Table 3 (column 2) shows that items included in the dimensions of ‘information’ and ‘durables’ have the highest incidence of deprivations experienced in childhood. For instance, deprivation due to internet access, computer and TV depict incidences of deprivation of 80%, 78% and 62%. Also, children living in poor households are deprived of access to different durable goods, the highest incidence of these deprivations is due to the lack of a car (69%); followed by the access to a boiler (68%), a microwave (66%) or a tank at home (48%).
On the contrary, the dimension of ‘sanitation’ shows the deprivations with the lowest incidence rates, the items show an average percentage of 17. The poverty dimension of ‘services in the dwelling’ also shows low incidences for the items of fuel (21%) and roofing (27%), with the exception of overcrowding, i.e. 55% of children in Mexico aged 0 to 5 years live in overcrowded households, with three or more persons per room.
There are also several deprivations identified at the individual level, that refer to the non-accomplishment of the specific rights of children.
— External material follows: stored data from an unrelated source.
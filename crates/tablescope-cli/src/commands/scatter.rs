//! Scatter command - x/y points for a relationship plot.

use std::path::PathBuf;

use colored::Colorize;
use tablescope::analysis::scatter;

use super::{load, stat};
use crate::cli::AnalysisOptions;

/// Points printed in human-readable mode.
const MAX_PREVIEW_POINTS: usize = 20;

pub fn run(
    file: PathBuf,
    x: String,
    y: String,
    color_by: Option<String>,
    json_output: bool,
    options: &AnalysisOptions,
) -> Result<(), Box<dyn std::error::Error>> {
    let (_explorer, table, _source) = load(&file, options, None)?;
    let series = scatter(&table, &x, &y, color_by.as_deref())?;

    if json_output {
        println!("{}", serde_json::to_string_pretty(&series)?);
        return Ok(());
    }

    println!("{}", series.title.cyan().bold());
    println!(
        "  {} points{}",
        series.points.len().to_string().white().bold(),
        series
            .color_column
            .as_ref()
            .map(|c| format!(", colored by {}", c))
            .unwrap_or_default()
    );
    println!();

    for point in series.points.iter().take(MAX_PREVIEW_POINTS) {
        let category = point.category.as_deref().unwrap_or("");
        println!(
            "  {:>12}  {:>12}  {}",
            stat(point.x),
            stat(point.y),
            category.blue()
        );
    }
    if series.points.len() > MAX_PREVIEW_POINTS {
        println!(
            "  {} more (use --json for all points)",
            (series.points.len() - MAX_PREVIEW_POINTS).to_string().dimmed()
        );
    }

    Ok(())
}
We found that ‘healthcare’ deprivation in childhood is the highest incidence regarding the child-specific indicators, about 75% of children in Mexico between 0 and 5 years were not enrolled to a formal health system in 2015, however, the incidence of deprivation in access to vaccination was lower than healthcare deprivation, of 32%.
Additionally, ‘nutrition’ is one of the relevant dimensions at the individual level, because it reflects that children have had sufficient and adequate food since they are born. In Mexico, low height for age (-1sd) is still a big problem, 43% of children are deprived due to this condition and weight for age (-1sd) presents a lesser deprivation, of 24%.
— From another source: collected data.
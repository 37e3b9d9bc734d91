//! Input parsing and data source handling.

mod parser;
mod source;

pub use parser::{Parser, ParserConfig, DEFAULT_NA_VALUES};
pub use source::SourceMetadata;
//! API request handlers.

mod analysis;
mod dataset;

pub use analysis::*;
pub use dataset::*;
//! Per-column missing value counts.

use indexmap::IndexMap;
use serde::Serialize;

use crate::table::Table;

/// Missing-value summary for one column, the data behind a missingness bar.
#[derive(Debug, Clone, PartialEq, Serialize)]
pub struct ColumnMissingness {
    pub column: String,
    pub missing: usize,
    /// Non-missing values.
    pub present: usize,
    /// Missing values as a percentage of rows (0 for an empty table).
    pub missing_percentage: f64,
}

/// Missing count per column, keyed by trimmed name in table order.
pub fn missing_counts(table: &Table) -> IndexMap<String, usize> {
    table
        .columns()
        .iter()
        .map(|c| (c.name().trim().to_string(), c.missing_count()))
        .collect()
}

/// Missing and present counts per column, in table order.
pub fn missingness(table: &Table) -> Vec<ColumnMissingness> {
    let rows = table.row_count();
    missing_counts(table)
        .into_iter()
        .map(|(column, missing)| ColumnMissingness {
            column,
            missing,
            present: rows - missing,
            missing_percentage: if rows == 0 {
                0.0
            } else {
                missing as f64 * 100.0 / rows as f64
            },
        })
        .collect()
}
Also, we may appreciate that the dimension of ‘child development’ is composed of indicators concerning to the access to information and recreation at home. Then, we found that half of the children in Mexico are deprived due to the lack of children’s books at home (57%) and they are also experiencing deprivation because of the lack of reading at home (40%). In contrast, there is a relatively low incidence in deprivation, which is due to the lack of toys and play with parents at home (16%).
Table 3 depicts the picture of deprivations presented by poor children in Mexico, through taking into account some of their sociodemographic factors. It is worth mentioning that these indicators will be used as covariates in the CFA model to help predict and characterize MCP.
Overall, children living in the rural context present higher rates of deprivation than those children who live in urban areas. Table 3 (column 5) presents the percentage differences concerning deprivations experienced among children in rural and urban contexts. The highest gaps refer to the lack of fuel, water and toilet at home. These differences are about 40%age points for the first item and 32 for the second and third items abovementioned.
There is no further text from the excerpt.